Se vogliamo guardare con le lenti dell’ottimismo, il mercato dell’Ict si è dunque rimesso in moto e sta testimoniando che la digital transformation non è più solo una previsione sul futuro. Soprattutto per le imprese di maggiori dimensioni.

Non bisogna però sedersi sui segnali positivi inviati dal mercato (+1,5% atteso nel 2016). Il grosso è ancora tutto da fare se vogliamo veramente recuperare il grave ritardo competitivo del sistema Italia. Testimoniato di recente anche dal Rapporto Ue Desi: venticinquesimi sui ventotto Paesi dell’Unione.

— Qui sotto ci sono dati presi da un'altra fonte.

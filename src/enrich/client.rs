//! Enrichment client: the one call per record to a text-generation service
//!
//! Defines the client trait and request/error types. Two implementations:
//! - `ChatCompletionClient`: OpenAI-compatible HTTP endpoint (production)
//! - `MockClient`: returns preconfigured responses per record title (testing)

use crate::record::Record;
use async_trait::async_trait;
use std::collections::HashMap;
use std::time::Duration;

/// Instruction prepended to every record rendering.
pub const DEFAULT_INSTRUCTION: &str = "For the article described below, give one sentence for each of the \
following: summary, hypotheses, methods, findings. If no abstract is provided, estimate from what is \
openly known about the authors and their work. Do not restate the article details. Format your output \
as a JSON object with the keys \"summary\", \"hypotheses\", \"methods\" and \"findings\".";

/// One enrichment call's input, derived from a record and the instruction.
///
/// Built per record and dropped once the call returns.
#[derive(Debug, Clone, PartialEq, Eq)]
pub struct EnrichmentRequest {
    /// Title of the source record (for routing and logs)
    pub title: String,
    /// Full prompt text: instruction, blank line, rendered fields
    pub prompt: String,
}

impl EnrichmentRequest {
    pub fn for_record(record: &Record, instruction: &str) -> Self {
        Self {
            title: record.title.clone(),
            prompt: format!("{}\n\n{}", instruction, record.render_fields()),
        }
    }
}

/// Errors from a single enrichment call.
///
/// Never escapes a pool worker: each one becomes that record's
/// `EnrichmentResult::Failure`.
#[derive(Debug, Clone, PartialEq, Eq, thiserror::Error)]
pub enum ServiceError {
    #[error("enrichment service unavailable: {0}")]
    Unavailable(String),
    #[error("request failed: {0}")]
    Network(String),
    #[error("request timed out after {0:?}")]
    Timeout(Duration),
    #[error("service returned HTTP {status}: {body}")]
    Status { status: u16, body: String },
    #[error("invalid response: {0}")]
    InvalidResponse(String),
}

/// Client trait for the enrichment service.
///
/// Abstracts over transport (HTTP, mock) so the worker pool does not depend
/// on how the service is reached.
#[async_trait]
pub trait EnrichmentClient: Send + Sync {
    /// Send one request and return the service's raw text output.
    async fn enrich(&self, request: &EnrichmentRequest) -> Result<String, ServiceError>;
}

/// Mock client for testing. Returns preconfigured responses by record title.
#[derive(Debug, Default)]
pub struct MockClient {
    available: bool,
    responses: HashMap<String, Result<String, ServiceError>>,
    fallback: Option<String>,
}

impl MockClient {
    /// Create a mock client that answers registered titles.
    pub fn available() -> Self {
        Self {
            available: true,
            ..Self::default()
        }
    }

    /// Create a mock client whose every call fails.
    pub fn unavailable() -> Self {
        Self::default()
    }

    /// Register the raw text returned for a record title.
    pub fn with_response(mut self, title: impl Into<String>, text: impl Into<String>) -> Self {
        self.responses.insert(title.into(), Ok(text.into()));
        self
    }

    /// Register a failure for a record title.
    pub fn with_failure(mut self, title: impl Into<String>, error: ServiceError) -> Self {
        self.responses.insert(title.into(), Err(error));
        self
    }

    /// Text returned for titles with no registered response.
    pub fn with_fallback(mut self, text: impl Into<String>) -> Self {
        self.fallback = Some(text.into());
        self
    }
}

#[async_trait]
impl EnrichmentClient for MockClient {
    async fn enrich(&self, request: &EnrichmentRequest) -> Result<String, ServiceError> {
        if !self.available {
            return Err(ServiceError::Unavailable(
                "mock client configured as unavailable".to_string(),
            ));
        }

        match self.responses.get(&request.title) {
            Some(result) => result.clone(),
            None => self.fallback.clone().ok_or_else(|| {
                ServiceError::InvalidResponse(format!(
                    "no mock response for record '{}'",
                    request.title
                ))
            }),
        }
    }
}

/// Helper to build a structured JSON answer for testing.
pub fn mock_answer(summary: &str, hypotheses: &str, methods: &str, findings: &str) -> String {
    serde_json::json!({
        "summary": summary,
        "hypotheses": hypotheses,
        "methods": methods,
        "findings": findings,
    })
    .to_string()
}
//! Per-record enrichment: the service client and the result parser
//!
//! A record becomes an `EnrichmentRequest`, the client turns it into raw text
//! (or a `ServiceError`), and the parser turns raw text into an
//! `EnrichmentResult`. The worker pool strings these together.

mod client;
mod openai;
mod parse;
mod types;

pub use client::{
    mock_answer, EnrichmentClient, EnrichmentRequest, MockClient, ServiceError,
    DEFAULT_INSTRUCTION,
};
pub use openai::ChatCompletionClient;
pub use parse::{parse, parse_response, ParseAnomaly, ParseOutcome};
pub use types::{EnrichmentFields, EnrichmentResult};
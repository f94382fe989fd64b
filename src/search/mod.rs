//! Literature search: Elsevier Scopus query and record extraction
//!
//! The search runs once, before any enrichment, and its failure is fatal to
//! the run. Extraction from the response is lenient: individual entries
//! never fail, they just take default values.

use crate::config::SearchSettings;
use crate::record::Record;
use serde_json::Value;
use std::path::{Path, PathBuf};
use std::time::Duration;
use thiserror::Error;
use tracing::{debug, info};

/// Errors from the search stage.
#[derive(Debug, Error)]
pub enum SearchError {
    #[error("search request failed: {0}")]
    Network(String),

    #[error("search API request failed with status code {status}")]
    Status { status: u16, body: String },

    #[error("invalid search response: {0}")]
    InvalidResponse(String),

    #[error("cannot access search response file {}: {source}", path.display())]
    File {
        path: PathBuf,
        #[source]
        source: std::io::Error,
    },
}

/// What to search for.
#[derive(Debug, Clone, PartialEq, Eq)]
pub struct SearchQuery {
    pub keyword: String,
    pub count: u32,
    pub subject: Option<String>,
}

impl SearchQuery {
    pub fn new(keyword: impl Into<String>) -> Self {
        Self {
            keyword: keyword.into(),
            count: 10,
            subject: None,
        }
    }

    pub fn with_count(mut self, count: u32) -> Self {
        self.count = count;
        self
    }

    /// Restrict to a subject area. Blank values mean no restriction.
    pub fn with_subject(mut self, subject: Option<String>) -> Self {
        self.subject = subject.filter(|s| !s.trim().is_empty());
        self
    }

    /// Build a query from configured defaults.
    pub fn from_settings(keyword: impl Into<String>, settings: &SearchSettings) -> Self {
        Self::new(keyword)
            .with_count(settings.count)
            .with_subject(settings.subject.clone())
    }

    /// The Scopus `query` parameter.
    pub fn query_string(&self) -> String {
        let mut query = format!("TITLE-ABS-KEY(\"{}\")", self.keyword);
        if let Some(subject) = &self.subject {
            query.push_str(&format!(" AND SUBJAREA({})", subject.trim()));
        }
        query
    }

    /// All request parameters, most-cited first.
    pub fn params(&self) -> Vec<(&'static str, String)> {
        vec![
            ("query", self.query_string()),
            ("count", self.count.to_string()),
            ("view", "STANDARD".to_string()),
            ("sort", "citedby-count".to_string()),
        ]
    }
}

/// Scopus search API client.
#[derive(Clone)]
pub struct ScopusClient {
    http: reqwest::Client,
    base_url: String,
    api_key: String,
}

impl ScopusClient {
    pub fn new(settings: &SearchSettings, api_key: impl Into<String>) -> Result<Self, SearchError> {
        let http = reqwest::Client::builder()
            .timeout(Duration::from_secs(settings.timeout_secs))
            .build()
            .map_err(|e| SearchError::Network(e.to_string()))?;

        Ok(Self {
            http,
            base_url: settings.base_url.clone(),
            api_key: api_key.into(),
        })
    }

    /// Run the query and return the raw JSON response.
    pub async fn search_raw(&self, query: &SearchQuery) -> Result<Value, SearchError> {
        debug!(query = %query.query_string(), count = query.count, "querying Scopus");

        let response = self
            .http
            .get(&self.base_url)
            .header("Accept", "application/json")
            .header("X-ELS-APIKey", &self.api_key)
            .query(&query.params())
            .send()
            .await
            .map_err(|e| SearchError::Network(e.to_string()))?;

        let status = response.status();
        if !status.is_success() {
            let body = response.text().await.unwrap_or_default();
            return Err(SearchError::Status {
                status: status.as_u16(),
                body,
            });
        }

        response
            .json::<Value>()
            .await
            .map_err(|e| SearchError::InvalidResponse(e.to_string()))
    }

    /// Run the query and extract records.
    pub async fn search(&self, query: &SearchQuery) -> Result<Vec<Record>, SearchError> {
        let raw = self.search_raw(query).await?;
        let records = records_from_response(&raw);
        info!(keyword = %query.keyword, records = records.len(), "search complete");
        Ok(records)
    }
}

/// Extract records from a Scopus response, in response order.
///
/// A missing `entry` array yields no records. Scopus marks an empty result
/// set with a single entry carrying an `error` key; such entries are skipped.
pub fn records_from_response(response: &Value) -> Vec<Record> {
    response
        .get("search-results")
        .and_then(|r| r.get("entry"))
        .and_then(|e| e.as_array())
        .map(|entries| {
            entries
                .iter()
                .filter(|entry| entry.get("error").is_none())
                .map(Record::from_scopus_entry)
                .collect()
        })
        .unwrap_or_default()
}

/// Read a saved search response.
pub fn load_response(path: &Path) -> Result<Value, SearchError> {
    let text = std::fs::read_to_string(path).map_err(|source| SearchError::File {
        path: path.to_path_buf(),
        source,
    })?;
    serde_json::from_str(&text)
        .map_err(|e| SearchError::InvalidResponse(format!("{}: {}", path.display(), e)))
}

/// Save a search response for later offline runs.
pub fn save_response(path: &Path, response: &Value) -> Result<(), SearchError> {
    let text = serde_json::to_string_pretty(response)
        .map_err(|e| SearchError::InvalidResponse(e.to_string()))?;
    std::fs::write(path, text).map_err(|source| SearchError::File {
        path: path.to_path_buf(),
        source,
    })
}
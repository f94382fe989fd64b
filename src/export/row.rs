//! Output rows: one record merged with its enrichment outcome

use crate::enrich::{EnrichmentResult, ParseOutcome};
use crate::record::Record;

/// How a row's enrichment columns were obtained. Not written to the table.
#[derive(Debug, Clone, PartialEq, Eq)]
pub enum RowOutcome {
    /// Service answered with parseable structured output
    Structured,
    /// Service answered but the output was only partly interpretable
    Degraded(String),
    /// Service call failed; enrichment columns are blank
    Failed(String),
    /// Enrichment was not requested for this run
    Skipped,
}

impl From<&ParseOutcome> for RowOutcome {
    fn from(outcome: &ParseOutcome) -> Self {
        match outcome {
            ParseOutcome::Structured(_) => Self::Structured,
            ParseOutcome::Degraded { anomaly, .. } => Self::Degraded(anomaly.to_string()),
        }
    }
}

/// The merged representation of one record, as written to the output table.
#[derive(Debug, Clone, PartialEq, Eq)]
pub struct OutputRow {
    pub title: String,
    pub authors: String,
    pub venue: String,
    pub publication_date: String,
    /// Blank when the record has no identifier
    pub identifier: String,
    pub summary: String,
    pub hypotheses: String,
    pub methods: String,
    pub findings: String,
    pub outcome: RowOutcome,
}

impl OutputRow {
    /// Merge a record with its enrichment result.
    ///
    /// On `Failure` every enrichment column is blank.
    pub fn merge(record: &Record, result: &EnrichmentResult) -> Self {
        let mut row = Self::base(record, RowOutcome::Structured);
        match result {
            EnrichmentResult::Success(fields) => {
                let text = |f: &Option<String>| f.clone().unwrap_or_default();
                row.summary = text(&fields.summary);
                row.hypotheses = text(&fields.hypotheses);
                row.methods = text(&fields.methods);
                row.findings = text(&fields.findings);
            }
            EnrichmentResult::Failure { reason } => {
                row.outcome = RowOutcome::Failed(reason.clone());
            }
        }
        row
    }

    /// A row with base fields only, for runs that skip enrichment.
    pub fn unenriched(record: &Record) -> Self {
        Self::base(record, RowOutcome::Skipped)
    }

    pub fn with_outcome(mut self, outcome: RowOutcome) -> Self {
        self.outcome = outcome;
        self
    }

    pub fn is_failed(&self) -> bool {
        matches!(self.outcome, RowOutcome::Failed(_))
    }

    /// Cells in column order.
    pub fn cells(&self) -> [&str; 9] {
        [
            self.title.as_str(),
            self.authors.as_str(),
            self.venue.as_str(),
            self.publication_date.as_str(),
            self.identifier.as_str(),
            self.summary.as_str(),
            self.hypotheses.as_str(),
            self.methods.as_str(),
            self.findings.as_str(),
        ]
    }

    fn base(record: &Record, outcome: RowOutcome) -> Self {
        Self {
            title: record.title.clone(),
            authors: record.authors.clone(),
            venue: record.venue.clone(),
            publication_date: record.publication_date.clone(),
            identifier: record.identifier.clone().unwrap_or_default(),
            summary: String::new(),
            hypotheses: String::new(),
            methods: String::new(),
            findings: String::new(),
            outcome,
        }
    }
}
use std::path::PathBuf;

#[derive(Debug, Clone)]
pub struct AppConfig {
    pub host: String,
    pub port: u16,
    pub talker_path: PathBuf,
}

impl AppConfig {
    pub fn from_env() -> anyhow::Result<Self> {
        Ok(Self {
            host: std::env::var("APP_HOST").unwrap_or_else(|_| "0.0.0.0".into()),
            port: std::env::var("PORT")
                .ok()
                .and_then(|v| v.parse::<u16>().ok())
                .unwrap_or(3001),
            talker_path: std::env::var("TALKER_PATH")
                .map(PathBuf::from)
                .unwrap_or_else(|_| PathBuf::from("./talker.json")),
        })
    }
}
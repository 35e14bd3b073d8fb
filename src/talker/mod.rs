pub mod dto;
pub mod handlers;
pub mod validate;

use axum::{routing::get, Router};

use crate::state::AppState;

pub fn router() -> Router<AppState> {
    // The static "search" segment takes priority over ":id", so a search
    // request is never parsed as an id lookup.
    Router::new()
        .route(
            "/talker",
            get(handlers::list_talkers).post(handlers::create_talker),
        )
        .route("/talker/search", get(handlers::search_talkers))
        .route(
            "/talker/:id",
            get(handlers::get_talker)
                .put(handlers::update_talker)
                .delete(handlers::delete_talker),
        )
}
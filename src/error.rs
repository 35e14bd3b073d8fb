use axum::{
    extract::rejection::JsonRejection,
    http::StatusCode,
    response::{IntoResponse, Response},
    Json,
};
use serde_json::json;

use crate::store::StoreError;

/// All failures a handler can surface. Every variant renders as a JSON body
/// of the form `{"message": ...}`.
#[derive(Debug, thiserror::Error)]
pub enum ApiError {
    #[error("{0}")]
    Unauthorized(&'static str),
    #[error("{0}")]
    Validation(&'static str),
    #[error("{0}")]
    NotFound(&'static str),
    #[error(transparent)]
    Storage(#[from] StoreError),
}

// A body that cannot be decoded at all (malformed JSON, wrong-typed field)
// still has to answer with the `{"message": ...}` shape, not axum's
// plain-text rejection.
impl From<JsonRejection> for ApiError {
    fn from(_: JsonRejection) -> Self {
        ApiError::Validation("Corpo da requisição inválido")
    }
}

impl IntoResponse for ApiError {
    fn into_response(self) -> Response {
        let (status, message) = match self {
            ApiError::Unauthorized(m) => (StatusCode::UNAUTHORIZED, m),
            ApiError::Validation(m) => (StatusCode::BAD_REQUEST, m),
            ApiError::NotFound(m) => (StatusCode::NOT_FOUND, m),
            ApiError::Storage(e) => {
                tracing::error!(error = %e, "store operation failed");
                (StatusCode::INTERNAL_SERVER_ERROR, "Erro ao acessar os dados")
            }
        };
        (status, Json(json!({ "message": message }))).into_response()
    }
}
use std::net::SocketAddr;

use axum::{http::StatusCode, routing::get, Router};
use tower_http::{cors::CorsLayer, trace::TraceLayer};

use crate::config::AppConfig;
use crate::state::AppState;
use crate::{auth, talker};

pub fn build_app(state: AppState) -> Router {
    Router::new()
        // Health probe used by external checkers; keep it.
        .route("/", get(|| async { StatusCode::OK }))
        .merge(auth::router())
        .merge(talker::router())
        .with_state(state)
        .layer(CorsLayer::permissive())
        .layer(
            TraceLayer::new_for_http()
                .make_span_with(|req: &axum::http::Request<_>| {
                    let method = req.method().clone();
                    let uri = req.uri().clone();
                    tracing::info_span!("http_request", %method, uri = %uri)
                })
                .on_response(
                    |res: &axum::http::Response<_>,
                     _latency: std::time::Duration,
                     span: &tracing::Span| {
                        let status = res.status();
                        span.record("status", tracing::field::display(status));
                        if status.is_server_error() {
                            tracing::error!(%status, "response");
                        } else {
                            tracing::info!(%status, "response");
                        }
                    },
                ),
        )
}

pub async fn serve(app: Router, config: &AppConfig) -> anyhow::Result<()> {
    let addr: SocketAddr = format!("{}:{}", config.host, config.port).parse()?;

    tracing::info!("listening on {}", addr);
    let listener = tokio::net::TcpListener::bind(addr).await?;
    axum::serve(listener, app).await?;
    Ok(())
}
mod app;
mod auth;
mod config;
mod error;
mod state;
mod store;
mod talker;

use crate::config::AppConfig;
use crate::state::AppState;

#[tokio::main]
async fn main() -> anyhow::Result<()> {
    dotenvy::dotenv().ok();

    let env_filter = std::env::var("RUST_LOG")
        .unwrap_or_else(|_| "talker_manager=debug,axum=info,tower_http=info".to_string());
    let json_logs = std::env::var("LOG_FORMAT")
        .map(|v| v == "json")
        .unwrap_or(false);

    if json_logs {
        tracing_subscriber::fmt()
            .with_env_filter(env_filter)
            .with_target(false)
            .json()
            .init();
    } else {
        tracing_subscriber::fmt().with_env_filter(env_filter).init();
    }

    let config = AppConfig::from_env()?;
    let state = AppState::init(&config);
    let app = app::build_app(state);

    app::serve(app, &config).await
}
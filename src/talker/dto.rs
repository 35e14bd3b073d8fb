use serde::Deserialize;
use serde_json::Value;

/// Incoming talker body, decoded loosely so the validation chain can tell
/// missing fields, wrong types and out-of-range values apart and answer with
/// the exact message for each.
#[derive(Debug, Deserialize)]
pub struct TalkerPayload {
    #[serde(default)]
    pub name: Option<String>,
    #[serde(default)]
    pub age: Option<Value>,
    #[serde(default)]
    pub talk: Option<TalkPayload>,
}

#[derive(Debug, Deserialize)]
pub struct TalkPayload {
    #[serde(default, rename = "watchedAt")]
    pub watched_at: Option<String>,
    // An explicit `null` is present (it fails the range check), only an
    // absent field counts as missing.
    #[serde(default, deserialize_with = "explicit_null")]
    pub rate: Option<Value>,
}

fn explicit_null<'de, D>(deserializer: D) -> Result<Option<Value>, D::Error>
where
    D: serde::Deserializer<'de>,
{
    Value::deserialize(deserializer).map(Some)
}

/// Query parameters of `GET /talker/search`. `rate` arrives as a raw string
/// so that a non-integer value fails shape validation, not extraction.
#[derive(Debug, Default, Deserialize)]
pub struct SearchQuery {
    pub q: Option<String>,
    pub rate: Option<String>,
    pub date: Option<String>,
}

Chiamata a fare è innanzitutto la pubblica amministrazione. Non siamo all’anno zero. Fatturazione e pagamenti elettronici sono realtà, anche se migliorabili. Lo Spid ha appena debuttato, Scuola Digitale è un cantiere aperto. Molti settori pubblici sono in movimento: Italia Login, Anpr, Fse, processo digitale, ecc… Si tratta di accelerare su tutti i fronti. Non c’è nulla da inventare.

Il piano triennale di attuazione della Strategia Digitale, se ben impostato, può essere un pilastro fondamentale. Soprattutto se Palazzo Chigi si assumerà la responsabilità di una guida forte verso la trasformazione dell’intero sistema. Ci vorranno anni. Proprio per questo è necessario accelerare subito ed essere coerenti nel tempo. A tutti i livelli centrale e periferico: i silos vanno abbattuti con determinazione.

Ma l’industria non può chiamarsi fuori. A volte, i ritardi delle imprese, in particolare le Pmi, risultano ancora più rilevanti che non nel pubblico. Senza una rivoluzione digitale che attraversi le imprese, i loro processi, i prodotti. O sarà industria 4.0, o non sarà. Lì si gioca il made in Italy. Deve essere il cuore di una nuova politica industriale. Di cui le imprese innovative devono essere insieme propulsori e protagoniste.